Work item.
Which lines of the entries hold the string "IntoResponse"? Copy each one.

(Stored items from a collection)
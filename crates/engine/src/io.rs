//! Group import and export: versioned YAML plus the legacy CSV format.

use std::fs;
use std::io::ErrorKind as IoErrorKind;
use std::path::PathBuf;

use serde_yaml::{Mapping, Value};

use crate::document::{self, tags};
use crate::error::{Error, ErrorKind, Result};
use crate::group::{GroupType, ResourceGroup};
use crate::params::{ExportToFileParams, ImportFromFileParams};
use crate::progress::{CallbackSettings, ProgressKind, StatusScope};
use crate::resource::{ResourceInfo, ResourceTypeTag};
use crate::version::{Version, CURRENT_VERSION};

const GROUP_BASE_TAGS: &[&str] = &[
    tags::VERSION,
    tags::TYPE,
    tags::NUMBER_OF_RESOURCES,
    tags::TOTAL_COMPRESSED,
    tags::TOTAL_UNCOMPRESSED,
    tags::RESOURCES,
];
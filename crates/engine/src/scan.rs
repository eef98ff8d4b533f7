//! Group creation from a directory tree.

use std::fs;
use std::path::Path;

use walkdir::WalkDir;

use checksums::Md5Stream;
use compress::CountingGzipEncoder;
use repository::Location;
use streams::{DataReader, FileStreamIn};

use crate::error::{Error, ErrorKind, Result};
use crate::group::ResourceGroup;
use crate::params::CreateFromDirectoryParams;
use crate::progress::{ProgressKind, StatusScope};
use crate::resource::ResourceInfo;

impl ResourceGroup {
    /// Builds a plain group by scanning a directory recursively.
    ///
    /// Files below the stream threshold are loaded whole; larger files are
    /// streamed once through parallel checksum and compression accumulators.
    /// With `export_resources` set, every file is also copied to the export
    /// destination (large files are streamed a second time, because the
    /// content checksum must be known before the destination key exists).
    ///
    /// # Errors
    ///
    /// Returns [`ErrorKind::InputDirectoryDoesntExist`],
    /// [`ErrorKind::DocumentVersionUnsupported`], or any underlying stream
    /// error.
    pub fn create_from_directory(params: &CreateFromDirectoryParams) -> Result<Self> {
        let scope = StatusScope::root(params.callbacks.clone());
        scope.update(
            ProgressKind::Percentage,
            0.0,
            10.0,
            &format!(
                "Creating resource group from directory: {}",
                params.directory.display()
            ),
        );

        if !params.directory.is_dir() {
            return Err(Error::with_info(
                ErrorKind::InputDirectoryDoesntExist,
                params.directory.display().to_string(),
            ));
        }
        if !params.output_document_version.is_valid_output() {
            return Err(Error::new(ErrorKind::DocumentVersionUnsupported));
        }

        let mut group = ResourceGroup::new_plain();
        let processing = scope.child(10.0, 90.0, "Processing files");

        let mut files = Vec::new();
        for entry in WalkDir::new(&params.directory).sort_by_file_name() {
            let entry = entry.map_err(|error| {
                Error::with_info(ErrorKind::FailedToOpenFile, error.to_string())
            })?;
            if entry.file_type().is_file() {
                files.push(entry);
            }
        }

        let step = 100.0 / files.len().max(1) as f32;
        for (index, entry) in files.iter().enumerate() {
            let file_scope = processing.child(
                step * index as f32,
                step,
                &format!("Processing file: {}", entry.path().display()),
            );

            let relative_path = entry
                .path()
                .strip_prefix(&params.directory)
                .map_err(|error| Error::with_info(ErrorKind::Fail, error.to_string()))?;
            let file_size = entry
                .metadata()
                .map_err(|error| {
                    Error::with_info(ErrorKind::FailedToOpenFile, error.to_string())
                })?
                .len();

            let resource = if file_size < params.resource_stream_threshold {
                scan_small_file(entry.path(), relative_path, params)?
            } else {
                scan_streamed_file(entry.path(), relative_path, file_size, params, &file_scope)?
            };
            group.add_resource(resource);
        }

        if !params.calculate_compressions {
            group.reset_compressed_total();
        }
        tracing::debug!(
            resources = group.number_of_resources(),
            directory = %params.directory.display(),
            "scanned directory"
        );
        Ok(group)
    }
}

fn scan_small_file(
    path: &Path,
    relative_path: &Path,
    params: &CreateFromDirectoryParams,
) -> Result<ResourceInfo> {
    let data = fs::read(path)
        .map_err(|error| Error::with_info(ErrorKind::FailedToOpenFile, error.to_string()))?;
    let mut resource = ResourceInfo::new(relative_path).with_prefix(&params.resource_prefix);
    resource.set_parameters_from_data(&data, params.calculate_compressions)?;

    if let Some(destination) = &params.export_resources {
        repository::put_data(destination, relative_path, resource.location(), &data)?;
    }
    Ok(resource)
}

fn scan_streamed_file(
    path: &Path,
    relative_path: &Path,
    file_size: u64,
    params: &CreateFromDirectoryParams,
    scope: &StatusScope<'_>,
) -> Result<ResourceInfo> {
    let buffer = usize::try_from(params.resource_stream_threshold)
        .map_err(|_| Error::new(ErrorKind::Fail))?
        .max(1);

    let mut reader = FileStreamIn::open(path, buffer)?;
    let mut hasher = Md5Stream::new();
    let mut counter = params
        .calculate_compressions
        .then(CountingGzipEncoder::new);

    while let Some(chunk) = reader.pull()? {
        if scope.requires_updates() && reader.size() > 0 {
            let percent = reader.position() as f32 * 100.0 / reader.size() as f32;
            scope.update(ProgressKind::Percentage, percent, 0.0, "Streaming file");
        }
        hasher.push(&chunk)?;
        if let Some(counter) = counter.as_mut() {
            counter.push(&chunk).map_err(|error| {
                Error::with_info(ErrorKind::FailedToCompressData, error.to_string())
            })?;
        }
    }

    let checksum = hasher.finish_and_retrieve()?;
    let compressed_size = match counter.as_mut() {
        Some(counter) => counter.finish().map_err(|error| {
            Error::with_info(ErrorKind::FailedToCompressData, error.to_string())
        })?,
        None => 0,
    };

    let mut resource = ResourceInfo::new(relative_path).with_prefix(&params.resource_prefix);
    resource.checksum = checksum;
    resource.uncompressed_size = file_size;
    resource.compressed_size = compressed_size;
    resource.location = Location::from_path_and_checksum(
        &params.resource_prefix,
        relative_path,
        &resource.checksum,
    );

    if let Some(destination) = &params.export_resources {
        // Second pass: the destination key was only known once the checksum
        // completed.
        let mut writer =
            repository::open_writer(destination, relative_path, resource.location())?;
        let mut export_reader = FileStreamIn::open(path, buffer)?;
        while let Some(chunk) = export_reader.pull()? {
            writer.push(&chunk)?;
        }
        writer.finish()?;
    }
    Ok(resource)
}
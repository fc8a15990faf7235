//! Server crate for the recipe finder.
//!
//! This crate contains the orchestrator that sequences the six collaborator
//! stages, plus the HTTP endpoint that exposes it.

pub mod config;
pub mod error;
pub mod http;
pub mod orchestrator;

#[cfg(test)]
mod test_support;

pub use config::{OrchestratorConfig, StageArgs};
pub use error::OrchestratorError;
pub use orchestrator::{FindResponse, RecipeOrchestrator, RecipeOut};
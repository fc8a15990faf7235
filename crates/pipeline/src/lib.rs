//! Building blocks for one run of the recipe pipeline.
//!
//! This crate provides:
//! - `ItemOutcome` and `Partition` for per-item keep/drop results
//! - `fan_out` for issuing one call per item with bounded concurrency
//! - `dedup_by_key` for order-preserving deduplication
//!
//! ## Example Usage
//! ```ignore
//! use pipeline::{fan_out_partitioned, ItemOutcome};
//!
//! let pages = fan_out_partitioned(urls, 8, |url| async move {
//!     match client.fetch_html(&url).await {
//!         Ok(Some(page)) => ItemOutcome::Kept(page),
//!         Ok(None) => ItemOutcome::dropped(url, "no page returned"),
//!         Err(e) => ItemOutcome::dropped(url, e),
//!     }
//! })
//! .await;
//! pages.log_dropped("html_fetch");
//! ```

pub mod dedup;
pub mod fan_out;
pub mod outcome;

pub use dedup::dedup_by_key;
pub use fan_out::{fan_out, fan_out_partitioned};
pub use outcome::{Dropped, ItemOutcome, Partition};
use std::time::{Duration, Instant};

use anyhow::{Context, Result};
use clap::{Parser, Subcommand};
use colored::Colorize;
use rand::seq::IndexedRandom;
use rand::Rng;
use server::{FindResponse, RecipeOrchestrator, RecipeOut, StageArgs};

/// Ingredients the benchmark draws its requests from
const PANTRY: &[&str] = &[
    "mushrooms", "cream", "garlic", "onion", "tofu", "chicken", "rice", "pasta", "tomatoes",
    "spinach", "lemon", "parmesan", "eggs", "potatoes", "chickpeas", "coconut milk",
];

/// Recipe finder - find and rank recipes from the web for your ingredients
#[derive(Parser)]
#[command(name = "recipe-finder")]
#[command(about = "Find and rank recipes for a set of ingredients", long_about = None)]
struct Cli {
    #[command(flatten)]
    stages: StageArgs,

    #[command(subcommand)]
    command: Commands,
}

#[derive(Subcommand)]
enum Commands {
    /// Find recipes for a set of ingredients
    Find {
        /// Comma-separated ingredients, e.g. "tofu, garlic"
        #[arg(long, value_delimiter = ',', required = true)]
        ingredients: Vec<String>,

        /// Number of recipes to return
        #[arg(long, default_value = "5")]
        top_k: usize,

        /// Print the raw JSON response instead of formatted output
        #[arg(long)]
        json: bool,
    },

    /// Run benchmark to test end-to-end latency
    Benchmark {
        /// Number of pipeline runs to make
        #[arg(long, default_value = "20")]
        requests: usize,

        /// Number of concurrent runs
        #[arg(long, default_value = "4")]
        concurrent: usize,

        /// Recipes requested per run
        #[arg(long, default_value = "3")]
        top_k: usize,
    },
}

#[tokio::main]
async fn main() -> Result<()> {
    // Initialize tracing
    tracing_subscriber::fmt()
        .with_env_filter(
            tracing_subscriber::EnvFilter::try_from_default_env()
                .unwrap_or_else(|_| tracing_subscriber::EnvFilter::new("warn")),
        )
        .init();

    let cli = Cli::parse();

    let config = cli
        .stages
        .into_config()
        .context("Invalid collaborator configuration")?;
    let orchestrator = RecipeOrchestrator::new(config)?;

    // Dispatch to appropriate command handler
    match cli.command {
        Commands::Find {
            ingredients,
            top_k,
            json,
        } => handle_find(&orchestrator, ingredients, top_k, json).await?,
        Commands::Benchmark {
            requests,
            concurrent,
            top_k,
        } => handle_benchmark(&orchestrator, requests, concurrent, top_k).await?,
    }

    Ok(())
}

/// Handle the 'find' command
async fn handle_find(
    orchestrator: &RecipeOrchestrator,
    ingredients: Vec<String>,
    top_k: usize,
    json: bool,
) -> Result<()> {
    let start = Instant::now();
    let response = orchestrator
        .find_recipes(&ingredients, top_k)
        .await
        .context("Recipe search failed")?;

    if json {
        println!("{}", serde_json::to_string_pretty(&response)?);
    } else {
        print_recipes(&response);
        println!("{} Found {} recipes in {:.2?}", "✓".green(), response.results.len(), start.elapsed());
    }
    Ok(())
}

/// Handle the 'benchmark' command
async fn handle_benchmark(
    orchestrator: &RecipeOrchestrator,
    requests: usize,
    concurrent: usize,
    top_k: usize,
) -> Result<()> {
    if requests == 0 {
        anyhow::bail!("--requests must be at least 1");
    }

    let ingredient_sets = random_ingredient_sets(requests);

    println!(
        "{}",
        format!("Running {} requests, {} at a time...", requests, concurrent).bold().blue()
    );
    let wall_clock = Instant::now();
    let outcomes = pipeline::fan_out(ingredient_sets, concurrent, move |ingredients| async move {
        let start = Instant::now();
        let result = orchestrator.find_recipes(&ingredients, top_k).await;
        (start.elapsed(), result.is_ok())
    })
    .await;
    let total_time = wall_clock.elapsed();

    let failures = outcomes.iter().filter(|(_, ok)| !ok).count();
    let mut timings: Vec<Duration> = outcomes.into_iter().map(|(elapsed, _)| elapsed).collect();
    timings.sort();

    let avg_latency = timings.iter().sum::<Duration>() / timings.len() as u32;
    let p50 = percentile(&timings, 0.50);
    let p95 = percentile(&timings, 0.95);
    let p99 = percentile(&timings, 0.99);
    let throughput = requests as f64 / total_time.as_secs_f64();

    println!("Benchmark results:");
    println!("Total time: {:?}", total_time);
    println!("Failed requests: {}", failures);
    println!("Average latency: {:?}", avg_latency);
    println!("P50 latency: {:?}", p50);
    println!("P95 latency: {:?}", p95);
    println!("P99 latency: {:?}", p99);
    println!("Throughput: {:.2} requests/second", throughput);

    Ok(())
}

/// Two to four distinct pantry ingredients per request
fn random_ingredient_sets(count: usize) -> Vec<Vec<String>> {
    let mut rng = rand::rng();
    (0..count)
        .map(|_| {
            let size = rng.random_range(2..=4);
            PANTRY
                .choose_multiple(&mut rng, size)
                .map(|i| i.to_string())
                .collect()
        })
        .collect()
}

/// Nearest-rank percentile of sorted timings
fn percentile(sorted: &[Duration], p: f64) -> Duration {
    if sorted.is_empty() {
        return Duration::ZERO;
    }
    let idx = ((sorted.len() as f64 * p) as usize).min(sorted.len() - 1);
    sorted[idx]
}

/// Helper function to format and print recipes
fn print_recipes(response: &FindResponse) {
    print!("{}", "Recipes:\n".bold().blue());
    for (rank, recipe) in response.results.iter().enumerate() {
        print_recipe(rank + 1, recipe);
    }
}

fn print_recipe(rank: usize, recipe: &RecipeOut) {
    println!(
        "{}. {} ({} min)",
        rank.to_string().green(),
        recipe.title.bold(),
        recipe.cook_time_mins
    );
    if !recipe.summary.is_empty() {
        println!("   {}", recipe.summary);
    }
    println!("   {}Ingredients: {}", "• ".cyan(), recipe.ingredients.join(", "));
    if !recipe.tools.is_empty() {
        println!("   {}Tools: {}", "• ".cyan(), recipe.tools.join(", "));
    }
    println!("   {}{} steps", "• ".cyan(), recipe.steps.len());
    println!("   {}", recipe.source_url.dimmed());
}
//! Recipe orchestration service.
//!
//! Serves `POST /find_recipes` and `GET /health`. Collaborator addresses are
//! required; the process refuses to start without them.

use std::net::SocketAddr;

use anyhow::{Context, Result};
use clap::Parser;
use tokio::net::TcpListener;
use tracing::info;

use server::{RecipeOrchestrator, StageArgs};

#[derive(Parser)]
#[command(name = "recipe-orchestrator")]
#[command(about = "Find and rank recipes for a set of ingredients", long_about = None)]
struct Cli {
    /// Address to listen on
    #[arg(long, env = "BIND_ADDR", default_value = "0.0.0.0:8000")]
    bind_addr: SocketAddr,

    #[command(flatten)]
    stages: StageArgs,
}

#[tokio::main]
async fn main() -> Result<()> {
    // Initialize logging
    tracing_subscriber::fmt()
        .with_env_filter(
            tracing_subscriber::EnvFilter::try_from_default_env()
                .unwrap_or_else(|_| tracing_subscriber::EnvFilter::new("info")),
        )
        .init();

    let cli = Cli::parse();

    let config = cli
        .stages
        .into_config()
        .context("Invalid collaborator configuration")?;
    let orchestrator = RecipeOrchestrator::new(config)?;

    let listener = TcpListener::bind(cli.bind_addr)
        .await
        .with_context(|| format!("Failed to bind {}", cli.bind_addr))?;
    info!("Recipe orchestrator listening on {}", cli.bind_addr);

    axum::serve(listener, server::http::router(orchestrator))
        .with_graceful_shutdown(shutdown_signal())
        .await
        .context("Server error")?;

    info!("Recipe orchestrator stopped");
    Ok(())
}

async fn shutdown_signal() {
    if let Err(e) = tokio::signal::ctrl_c().await {
        tracing::error!("Failed to listen for shutdown signal: {}", e);
        std::future::pending::<()>().await;
    }
    info!("Shutdown signal received");
}
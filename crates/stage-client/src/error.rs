//! Error types for calls to pipeline collaborators.

use std::time::Duration;

use thiserror::Error;

use crate::stage::Stage;

/// Longest slice of a failed response body kept in an error.
const BODY_EXCERPT_LEN: usize = 200;

/// Errors that can occur when calling a stage collaborator
#[derive(Error, Debug)]
pub enum StageError {
    /// Connection refused, DNS failure, reset mid-response
    #[error("{stage} transport error: {message}")]
    Transport { stage: Stage, message: String },

    /// No response within the stage timeout
    #[error("{stage} timed out after {after:?}")]
    Timeout { stage: Stage, after: Duration },

    /// Collaborator answered with a non-success status
    #[error("{stage} returned HTTP {status}: {body}")]
    Status {
        stage: Stage,
        status: u16,
        body: String,
    },

    /// Body did not match the declared contract
    #[error("{stage} returned an unreadable body: {reason}")]
    Decode { stage: Stage, reason: String },
}

impl StageError {
    pub fn stage(&self) -> Stage {
        match self {
            StageError::Transport { stage, .. }
            | StageError::Timeout { stage, .. }
            | StageError::Status { stage, .. }
            | StageError::Decode { stage, .. } => *stage,
        }
    }

    pub fn is_timeout(&self) -> bool {
        matches!(self, StageError::Timeout { .. })
    }

    /// Whether a repeat of the same call could plausibly succeed.
    pub fn is_transient(&self) -> bool {
        match self {
            StageError::Transport { .. } | StageError::Timeout { .. } => true,
            StageError::Status { status, .. } => *status >= 500,
            StageError::Decode { .. } => false,
        }
    }

    pub(crate) fn from_reqwest(stage: Stage, timeout: Duration, err: reqwest::Error) -> Self {
        if err.is_timeout() {
            StageError::Timeout {
                stage,
                after: timeout,
            }
        } else {
            StageError::Transport {
                stage,
                message: err.to_string(),
            }
        }
    }

    pub(crate) fn status(stage: Stage, status: u16, body: &str) -> Self {
        let body = match body.char_indices().nth(BODY_EXCERPT_LEN) {
            Some((idx, _)) => format!("{}...", &body[..idx]),
            None => body.to_string(),
        };
        StageError::Status {
            stage,
            status,
            body,
        }
    }
}

pub type Result<T> = std::result::Result<T, StageError>;
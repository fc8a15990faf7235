//! Stage identities and the per-stage endpoint table.

use std::fmt;
use std::time::Duration;

use reqwest::Url;

/// One step of the recipe pipeline, each backed by its own collaborator service.
#[derive(Debug, Clone, Copy, PartialEq, Eq, Hash)]
pub enum Stage {
    QueryPlanning,
    Search,
    HtmlFetch,
    Extraction,
    Ranking,
    Summarization,
}

impl Stage {
    pub const ALL: [Stage; 6] = [
        Stage::QueryPlanning,
        Stage::Search,
        Stage::HtmlFetch,
        Stage::Extraction,
        Stage::Ranking,
        Stage::Summarization,
    ];

    /// Stable name used in logs and error payloads.
    pub fn name(&self) -> &'static str {
        match self {
            Stage::QueryPlanning => "query_planning",
            Stage::Search => "search",
            Stage::HtmlFetch => "html_fetch",
            Stage::Extraction => "extraction",
            Stage::Ranking => "ranking",
            Stage::Summarization => "summarization",
        }
    }

    /// Path of the collaborator route, relative to its base url.
    pub fn path(&self) -> &'static str {
        match self {
            Stage::QueryPlanning => "generate_queries",
            Stage::Search => "search_urls",
            Stage::HtmlFetch => "fetch_html",
            Stage::Extraction => "extract_recipe",
            Stage::Ranking => "rank_recipes",
            Stage::Summarization => "summarize_recipe",
        }
    }
}

impl fmt::Display for Stage {
    fn fmt(&self, f: &mut fmt::Formatter<'_>) -> fmt::Result {
        f.write_str(self.name())
    }
}

/// Where one collaborator lives and how long a single call may take.
#[derive(Debug, Clone)]
pub struct StageEndpoint {
    pub base_url: Url,
    pub timeout: Duration,
}

impl StageEndpoint {
    pub fn new(base_url: Url, timeout: Duration) -> Self {
        Self { base_url, timeout }
    }

    /// Full url of the stage route.
    ///
    /// A base url with a path prefix (`http://host/planner`) keeps that prefix.
    pub fn route(&self, stage: Stage) -> String {
        let base = self.base_url.as_str().trim_end_matches('/');
        format!("{}/{}", base, stage.path())
    }
}

/// Endpoint for every stage. All six are required.
#[derive(Debug, Clone)]
pub struct StageEndpoints {
    pub query_planner: StageEndpoint,
    pub search: StageEndpoint,
    pub html_fetcher: StageEndpoint,
    pub extractor: StageEndpoint,
    pub ranker: StageEndpoint,
    pub summarizer: StageEndpoint,
}

impl StageEndpoints {
    pub fn get(&self, stage: Stage) -> &StageEndpoint {
        match stage {
            Stage::QueryPlanning => &self.query_planner,
            Stage::Search => &self.search,
            Stage::HtmlFetch => &self.html_fetcher,
            Stage::Extraction => &self.extractor,
            Stage::Ranking => &self.ranker,
            Stage::Summarization => &self.summarizer,
        }
    }

    /// Point every stage at the same base url with one timeout.
    ///
    /// Handy when all collaborators sit behind a single gateway.
    pub fn uniform(base_url: Url, timeout: Duration) -> Self {
        let endpoint = StageEndpoint::new(base_url, timeout);
        Self {
            query_planner: endpoint.clone(),
            search: endpoint.clone(),
            html_fetcher: endpoint.clone(),
            extractor: endpoint.clone(),
            ranker: endpoint.clone(),
            summarizer: endpoint,
        }
    }
}
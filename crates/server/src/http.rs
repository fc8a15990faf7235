//! HTTP surface of the orchestrator.

use axum::extract::State;
use axum::extract::rejection::JsonRejection;
use axum::response::{IntoResponse, Response};
use axum::routing::{get, post};
use axum::{Json, Router};
use serde::{Deserialize, Serialize};
use serde_json::{Value, json};
use tower_http::cors::CorsLayer;
use tower_http::trace::TraceLayer;
use tracing::{error, warn};

use crate::error::OrchestratorError;
use crate::orchestrator::{FindResponse, RecipeOrchestrator};

pub const DEFAULT_TOP_K: usize = 5;

fn default_top_k() -> usize {
    DEFAULT_TOP_K
}

/// Body of `POST /find_recipes`
#[derive(Debug, Clone, Serialize, Deserialize)]
pub struct FindRequest {
    pub ingredients: Vec<String>,
    #[serde(default = "default_top_k")]
    pub top_k: usize,
}

/// Error body shared by every failure
#[derive(Debug, Clone, Serialize, Deserialize)]
pub struct ErrorResponse {
    pub error: String,
    /// Failing stage, absent for invalid requests
    pub stage: Option<String>,
}

impl IntoResponse for OrchestratorError {
    fn into_response(self) -> Response {
        let status = self.status_code();
        if status.is_server_error() {
            error!(status = status.as_u16(), "find_recipes failed: {}", self);
        } else {
            warn!(status = status.as_u16(), "find_recipes failed: {}", self);
        }

        let body = ErrorResponse {
            error: self.to_string(),
            stage: self.stage().map(|stage| stage.name().to_string()),
        };
        (status, Json(body)).into_response()
    }
}

async fn find_recipes(
    State(orchestrator): State<RecipeOrchestrator>,
    payload: Result<Json<FindRequest>, JsonRejection>,
) -> Result<Json<FindResponse>, OrchestratorError> {
    let Json(request) =
        payload.map_err(|rejection| OrchestratorError::InvalidRequest(rejection.body_text()))?;

    let response = orchestrator
        .find_recipes(&request.ingredients, request.top_k)
        .await?;
    Ok(Json(response))
}

async fn health() -> Json<Value> {
    Json(json!({ "status": "ok" }))
}

/// Build the service router
pub fn router(orchestrator: RecipeOrchestrator) -> Router {
    Router::new()
        .route("/find_recipes", post(find_recipes))
        .route("/health", get(health))
        .layer(TraceLayer::new_for_http())
        .layer(CorsLayer::permissive())
        .with_state(orchestrator)
}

Result.
use axum::response::{IntoResponse, Response};
impl IntoResponse for OrchestratorError {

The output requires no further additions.